Aunque siempre querido por sus familiares, “Fernando Pessoa fue considerado
siempre un fracasado. Al fin y al cabo, no había rematado sus estudios
universitarios, no disfrutaba de un empleo estable, no había hecho fortuna ni
había ascendido en la escala social” (CT, p. 43). Yo también era considerado un
fracasado por mis familiares… hasta que conocieron mi casa en Escobar.
Literariamente, sin embargo, todavía siguen suponiendo que soy un fracaso.
12:20
a.m.
Pessoa y sus heterónimos —en
especial Álvaro de Campos— utilizaban con cierta frecuencia la palabra mierda. En eso también nos parecemos:
tan solo en mi libro primero la escribí cuarenta y cinco veces.
2:10
P.M.
Pessoa
no era un ser colérico. “Siempre fue extremadamente delicado, fácil de
contentar, no recuerdo verlo enfadado nunca”, dijo su medio hermana Henriqueta
Madalena. Y Teca —otra de sus medio
hermanas— lo confirma: “Nunca lo vi exaltado” (citadas en CT, pp. 61-2). Yo tampoco me
exalto con nadie, excepto conmigo mismo. ¿Pessoa se exaltaba con él mismo? No
hay registros. Creo que su ataraxia era mayor que la mía.
5:29
P.M.
Según Pessoa, “se crece
mentalmente hasta los cuarenta y cinco años” (carta a João Gaspar Simões,
AP 2987). Si entendemos esto en un
sentido puramente intelectual y raciocinante, yo creo también que la mente, a
una determinada edad, comienza su descenso, pero ubico este punto de inflexión
—hablando en general, puesto que no es el mismo en todos los individuos—
bastante más allá de donde lo pone Pessoa: en honor a Kant, lo supongo a los
sesenta. ¿Se me fue la mano? Veremos. Veremos qué ideas concibo dentro de diez
años.
8:30 p.m.
Habiendo sido
criado en Durban, en donde las tormentas son singulares por lo intensas y
ruidosas, quedole a Pessoa un pavor a estos meteoros que lo acompañó durante
toda su vida. Almada Negreiros, en relación a esto, relató un incidente
ocurrido en el café Martinho da Arcada, cómico para todos excepto para el
propio Pessoa:
Exploto
súbitamente una tremenda tormenta de truenos y una memorable tempestad. Lluvia
y más lluvia, con ruido, viento, relámpagos, truenos, un no parar. Fui a la
puerta y grité hacia fuera — ¡Vivan los rayos! ¡Vivan los truenos! ¡Viva el
viento! ¡Viva la lluvia! Cuando volví a la mesa ya no estaba. Pero había un pie
bajo la mesa. Era él completo. Tiré de él, pálido como un difunto transparente.

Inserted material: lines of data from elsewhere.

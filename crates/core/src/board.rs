// Copyright (C) 2025 Vince Vasta
// SPDX-License-Identifier: Apache-2.0

//! Board and rows types.
//!
//! A board has three rows that must be ordered by strength once complete, the
//! back row at least as strong as the middle row and the middle row at least as
//! strong as the front row. A complete board that breaks the ordering is fouled.
use serde::{Deserialize, Serialize};
use std::fmt;

use crate::{
    error::ActionError,
    poker::{Card, HandEvaluation, Rank, evaluate},
};

/// The board rows.
#[derive(Debug, Clone, Copy, PartialEq, Eq, Hash, Serialize, Deserialize)]
pub enum RowKind {
    /// The 3 cards front row.
    Front,
    /// The 5 cards middle row.
    Mid,
    /// The 5 cards back row.
    Back,
}

impl RowKind {
    /// All rows from the front.
    pub const ALL: [RowKind; 3] = [RowKind::Front, RowKind::Mid, RowKind::Back];

    /// Number of slots in the row.
    pub fn capacity(&self) -> usize {
        match self {
            RowKind::Front => 3,
            RowKind::Mid | RowKind::Back => 5,
        }
    }

    /// Checks if this is the front row.
    pub fn is_front(&self) -> bool {
        matches!(self, RowKind::Front)
    }
}

impl fmt::Display for RowKind {
    fn fmt(&self, f: &mut fmt::Formatter<'_>) -> fmt::Result {
        let name = match self {
            RowKind::Front => "front",
            RowKind::Mid => "mid",
            RowKind::Back => "back",
        };

        write!(f, "{name}")
    }
}

/// A row of card slots, once filled a slot is never cleared within a round.
#[derive(Debug, Clone, PartialEq, Eq, Serialize, Deserialize)]
pub struct Row {
    kind: RowKind,
    slots: Vec<Option<Card>>,
}

impl Row {
    /// Creates an empty row.
    pub fn new(kind: RowKind) -> Self {
        Self {
            kind,
            slots: vec![None; kind.capacity()],
        }
    }

    /// The row kind.
    pub fn kind(&self) -> RowKind {
        self.kind
    }

    /// The row slots.
    pub fn slots(&self) -> &[Option<Card>] {
        &self.slots
    }

    /// The cards placed in this row.
    pub fn cards(&self) -> Vec<Card> {
        self.slots.iter().flatten().copied().collect()
    }

    /// Number of cards in this row.
    pub fn len(&self) -> usize {
        self.slots.iter().flatten().count()
    }

    /// Checks if the row has no cards.
    pub fn is_empty(&self) -> bool {
        self.len() == 0
    }

    /// Checks if all slots hold a card.
    pub fn is_full(&self) -> bool {
        self.slots.iter().all(Option::is_some)
    }

    /// The lowest index empty slot.
    pub fn first_empty(&self) -> Option<usize> {
        self.slots.iter().position(Option::is_none)
    }

    /// Checks if a card with this rank is in the row.
    pub fn has_rank(&self, rank: Rank) -> bool {
        self.slots.iter().flatten().any(|c| c.rank() == rank)
    }

    /// Places a card in an empty slot.
    pub fn place(&mut self, slot: usize, card: Card) -> Result<(), ActionError> {
        let row = self.kind;
        match self.slots.get_mut(slot) {
            None => Err(ActionError::SlotOutOfRange { row, slot }),
            Some(s) if s.is_some() => Err(ActionError::SlotOccupied { row, slot }),
            Some(s) => {
                *s = Some(card);
                Ok(())
            }
        }
    }

    /// Evaluates the cards in this row.
    pub fn evaluate(&self) -> HandEvaluation {
        evaluate(&self.cards(), self.kind.is_front())
    }
}

/// A player board.
#[derive(Debug, Clone, PartialEq, Eq, Serialize, Deserialize)]
pub struct Board {
    front: Row,
    mid: Row,
    back: Row,
}

impl Default for Board {
    fn default() -> Self {
        Self {
            front: Row::new(RowKind::Front),
            mid: Row::new(RowKind::Mid),
            back: Row::new(RowKind::Back),
        }
    }
}

impl Board {
    /// The number of cards on a complete board.
    pub const SIZE: usize = 13;

    /// Returns a row.
    pub fn row(&self, kind: RowKind) -> &Row {
        match kind {
            RowKind::Front => &self.front,
            RowKind::Mid => &self.mid,
            RowKind::Back => &self.back,
        }
    }

    fn row_mut(&mut self, kind: RowKind) -> &mut Row {
        match kind {
            RowKind::Front => &mut self.front,
            RowKind::Mid => &mut self.mid,
            RowKind::Back => &mut self.back,
        }
    }

    /// Iterates the rows from the front.
    pub fn rows(&self) -> impl Iterator<Item = &Row> {
        [&self.front, &self.mid, &self.back].into_iter()
    }

    /// Places a card in a row slot.
    pub fn place(&mut self, kind: RowKind, slot: usize, card: Card) -> Result<(), ActionError> {
        self.row_mut(kind).place(slot, card)
    }

    /// Places a card in the first empty slot of a row, returns the slot index or
    /// `None` if the row is full.
    pub fn place_first_empty(&mut self, kind: RowKind, card: Card) -> Option<usize> {
        let row = self.row_mut(kind);
        let slot = row.first_empty()?;
        row.place(slot, card).ok().map(|_| slot)
    }

    /// Number of cards on the board.
    pub fn placed(&self) -> usize {
        self.rows().map(Row::len).sum()
    }

    /// Number of empty slots on the board.
    pub fn open_slots(&self) -> usize {
        Self::SIZE - self.placed()
    }

    /// Checks if every slot holds a card.
    pub fn is_full(&self) -> bool {
        self.rows().all(Row::is_full)
    }

    /// Checks if a card is on the board.
    pub fn contains(&self, card: Card) -> bool {
        self.rows().any(|r| r.slots().contains(&Some(card)))
    }

    /// Evaluates all rows, the front row without straights and flushes.
    pub fn evaluate(&self) -> BoardEvaluation {
        BoardEvaluation {
            front: self.front.evaluate(),
            mid: self.mid.evaluate(),
            back: self.back.evaluate(),
        }
    }

    /// Checks if the rows break the strength ordering.
    ///
    /// On a partial board this evaluates the cards placed so far, empty rows
    /// evaluate to the lowest hand, so the result is only a preview until the
    /// board is full.
    pub fn is_foul(&self) -> bool {
        self.evaluate().is_foul()
    }
}

/// The evaluation of the three rows of a board.
#[derive(Debug, Clone, Default, PartialEq, Eq, Serialize, Deserialize)]
pub struct BoardEvaluation {
    /// The front row evaluation.
    pub front: HandEvaluation,
    /// The middle row evaluation.
    pub mid: HandEvaluation,
    /// The back row evaluation.
    pub back: HandEvaluation,
}

impl BoardEvaluation {
    /// Returns a row evaluation.
    pub fn row(&self, kind: RowKind) -> &HandEvaluation {
        match kind {
            RowKind::Front => &self.front,
            RowKind::Mid => &self.mid,
            RowKind::Back => &self.back,
        }
    }

    /// Checks if the rows break the back >= mid >= front ordering.
    pub fn is_foul(&self) -> bool {
        self.back < self.mid || self.mid < self.front
    }
}
// Copyright (C) 2025 Vince Vasta
// SPDX-License-Identifier: Apache-2.0

//! Round scoring and pot settlement.
use serde::{Deserialize, Serialize};

use crate::{
    board::{BoardEvaluation, RowKind},
    player::RowScores,
    poker::Chips,
};

/// Points for the clean side when the other side fouls.
pub const FOUL_POINTS: u32 = 6;

/// Bonus for winning all three rows.
pub const SCOOP_BONUS: u32 = 3;

/// A match side.
#[derive(Debug, Clone, Copy, PartialEq, Eq, Hash, Serialize, Deserialize)]
pub enum Side {
    /// The human player.
    Human,
    /// The automated opponent.
    Opponent,
}

/// Who won a row.
#[derive(Debug, Clone, Copy, Default, PartialEq, Eq, Serialize, Deserialize)]
pub enum RowOutcome {
    /// The human row is stronger.
    Human,
    /// The opponent row is stronger.
    Opponent,
    /// Equal rows, or the round was decided by a foul.
    #[default]
    Tie,
}

/// The outcome of each row.
#[derive(Debug, Clone, Copy, Default, PartialEq, Eq, Serialize, Deserialize)]
pub struct RowOutcomes {
    /// The front row.
    pub front: RowOutcome,
    /// The middle row.
    pub mid: RowOutcome,
    /// The back row.
    pub back: RowOutcome,
}

impl RowOutcomes {
    /// Returns a row outcome.
    pub fn get(&self, kind: RowKind) -> RowOutcome {
        match kind {
            RowKind::Front => self.front,
            RowKind::Mid => self.mid,
            RowKind::Back => self.back,
        }
    }

    fn get_mut(&mut self, kind: RowKind) -> &mut RowOutcome {
        match kind {
            RowKind::Front => &mut self.front,
            RowKind::Mid => &mut self.mid,
            RowKind::Back => &mut self.back,
        }
    }

    /// The rows the human won strictly, from the front.
    pub fn human_winners(&self) -> [bool; 3] {
        RowKind::ALL.map(|kind| self.get(kind) == RowOutcome::Human)
    }
}

/// The score of a round.
#[derive(Debug, Clone, Copy, Default, PartialEq, Eq, Serialize, Deserialize)]
pub struct RoundScore {
    /// The human points.
    pub human: RowScores,
    /// The opponent points.
    pub opponent: RowScores,
    /// The human board is fouled.
    pub human_fouled: bool,
    /// The opponent board is fouled.
    pub opponent_fouled: bool,
    /// The rows outcome.
    pub outcomes: RowOutcomes,
}

/// Scores a round from both boards evaluations.
pub fn score_round(human: &BoardEvaluation, opponent: &BoardEvaluation) -> RoundScore {
    let mut score = RoundScore {
        human_fouled: human.is_foul(),
        opponent_fouled: opponent.is_foul(),
        ..Default::default()
    };

    match (score.human_fouled, score.opponent_fouled) {
        (true, true) => {}
        (true, false) => score.opponent.total = FOUL_POINTS,
        (false, true) => score.human.total = FOUL_POINTS,
        (false, false) => {
            for kind in RowKind::ALL {
                let (h, o) = (human.row(kind), opponent.row(kind));
                let outcome = if h > o {
                    *row_points(&mut score.human, kind) = 1;
                    RowOutcome::Human
                } else if o > h {
                    *row_points(&mut score.opponent, kind) = 1;
                    RowOutcome::Opponent
                } else {
                    RowOutcome::Tie
                };

                *score.outcomes.get_mut(kind) = outcome;
            }

            for scores in [&mut score.human, &mut score.opponent] {
                let rows = scores.front + scores.mid + scores.back;
                if rows == 3 {
                    scores.scoop = SCOOP_BONUS;
                }
                scores.total = rows + scores.scoop;
            }
        }
    }

    score
}

fn row_points(scores: &mut RowScores, kind: RowKind) -> &mut u32 {
    match kind {
        RowKind::Front => &mut scores.front,
        RowKind::Mid => &mut scores.mid,
        RowKind::Back => &mut scores.back,
    }
}

/// How the pot is paid out.
#[derive(Debug, Clone, Copy, PartialEq, Eq, Serialize, Deserialize)]
pub struct Settlement {
    /// The side with more points, `None` on a push.
    pub winner: Option<Side>,
    /// Chips paid to the human.
    pub human_payout: Chips,
    /// Chips paid to the opponent.
    pub opponent_payout: Chips,
    /// The human payout minus its wager.
    pub human_net: i64,
}

/// Settles the pot.
///
/// The side with more points takes the whole pot, on equal points each side
/// takes back its own wager and the difference between the wagers is not
/// redistributed.
pub fn settle(
    human_points: u32,
    opponent_points: u32,
    human_bet: Chips,
    opponent_bet: Chips,
) -> Settlement {
    let pot = human_bet + opponent_bet;
    let (winner, human_payout, opponent_payout) = if human_points > opponent_points {
        (Some(Side::Human), pot, Chips::ZERO)
    } else if opponent_points > human_points {
        (Some(Side::Opponent), Chips::ZERO, pot)
    } else {
        (None, human_bet, opponent_bet)
    };

    Settlement {
        winner,
        human_payout,
        opponent_payout,
        human_net: human_payout.delta(human_bet),
    }
}

#[cfg(test)]
mod tests {
    use super::*;
    use crate::board::Board;
    use crate::poker::Card;

    fn new_board(front: &str, mid: &str, back: &str) -> BoardEvaluation {
        let mut board = Board::default();
        for (kind, row) in RowKind::ALL.into_iter().zip([front, mid, back]) {
            for card in row.split_whitespace() {
                let card = card.parse::<Card>().unwrap();
                board.place_first_empty(kind, card).unwrap();
            }
        }
        board.evaluate()
    }

    fn strong() -> BoardEvaluation {
        new_board("QH QD 2C", "KH KD KC 5S 8C", "AH AD AC AS TH")
    }

    fn weak() -> BoardEvaluation {
        new_board("3H 4D 6C", "2D 2S 7H 9S JC", "3C 3S 5H 5D 9D")
    }

    fn fouled() -> BoardEvaluation {
        new_board("KS KC 4C", "6D 7D 9C TC JD", "2H 4H 6H 8H TD")
    }

    #[test]
    fn scoop() {
        let score = score_round(&strong(), &weak());
        assert!(!score.human_fouled && !score.opponent_fouled);
        assert_eq!(score.human.front + score.human.mid + score.human.back, 3);
        assert_eq!(score.human.scoop, SCOOP_BONUS);
        assert_eq!(score.human.total, 6);
        assert_eq!(score.opponent.total, 0);
        assert_eq!(score.outcomes.human_winners(), [true, true, true]);

        let score = score_round(&weak(), &strong());
        assert_eq!(score.human.total, 0);
        assert_eq!(score.opponent.total, 6);
        assert_eq!(score.outcomes.get(RowKind::Back), RowOutcome::Opponent);
    }

    #[test]
    fn single_foul() {
        let bad = fouled();
        assert!(bad.is_foul());

        let score = score_round(&bad, &weak());
        assert!(score.human_fouled);
        assert!(!score.opponent_fouled);
        assert_eq!(score.human.total, 0);
        assert_eq!(score.opponent.total, FOUL_POINTS);
        assert_eq!(score.outcomes, RowOutcomes::default());

        let score = score_round(&strong(), &bad);
        assert_eq!(score.human.total, FOUL_POINTS);
        assert_eq!(score.opponent.total, 0);
    }

    #[test]
    fn double_foul() {
        let score = score_round(&fouled(), &fouled());
        assert!(score.human_fouled && score.opponent_fouled);
        assert_eq!(score.human.total, 0);
        assert_eq!(score.opponent.total, 0);
    }

    #[test]
    fn equal_boards_tie() {
        let score = score_round(&weak(), &weak());
        assert_eq!(score.human.total, 0);
        assert_eq!(score.opponent.total, 0);
        assert_eq!(score.outcomes.human_winners(), [false, false, false]);
        assert_eq!(score.outcomes.get(RowKind::Mid), RowOutcome::Tie);
    }

    #[test]
    fn split_rows() {
        // Human wins front and back, opponent wins the middle.
        let human = new_board("QH QD 2C", "KH KD 4C 5S 8C", "AH AD AC 6S 6H");
        let opponent = new_board("JH JD 2D", "TH TD TC 5D 8D", "9H 9D 9C 7S 7H");

        let score = score_round(&human, &opponent);
        assert_eq!(score.outcomes.human_winners(), [true, false, true]);
        assert_eq!(score.human.total, 2);
        assert_eq!(score.human.scoop, 0);
        assert_eq!(score.opponent.total, 1);
        assert_eq!(score.opponent.mid, 1);
    }

    #[test]
    fn winner_takes_pot() {
        let settlement = settle(3, 1, Chips::new(100), Chips::new(80));
        assert_eq!(settlement.winner, Some(Side::Human));
        assert_eq!(settlement.human_payout, Chips::new(180));
        assert_eq!(settlement.opponent_payout, Chips::ZERO);
        assert_eq!(settlement.human_net, 80);

        let settlement = settle(0, 6, Chips::new(100), Chips::new(80));
        assert_eq!(settlement.winner, Some(Side::Opponent));
        assert_eq!(settlement.human_payout, Chips::ZERO);
        assert_eq!(settlement.opponent_payout, Chips::new(180));
        assert_eq!(settlement.human_net, -100);
    }

    #[test]
    fn push_returns_own_bets() {
        let settlement = settle(1, 1, Chips::new(100), Chips::new(35));
        assert_eq!(settlement.winner, None);
        assert_eq!(settlement.human_payout, Chips::new(100));
        assert_eq!(settlement.opponent_payout, Chips::new(35));
        assert_eq!(settlement.human_net, 0);
    }
}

Lo levanté inerte si no muerto (citado en CF,
p. 75).
En carta a Gaspar Simões,
Pessoa parece querer explicar ese comportamiento: “Solo la falta de dinero (en
el momento mismo) o un tiempo de tormenta (mientras dura) son capaces de
deprimirme” (AP 1072). Pero ese
pie que asomaba por debajo de la mesa no indicaba una depresión, sino un terror
pánico.
Me alegro de que
en Buenos Aires —la ciudad en donde nací, la ciudad que seguramente me verá
morir— las tormentas no sean tan terroríficas como en Durban.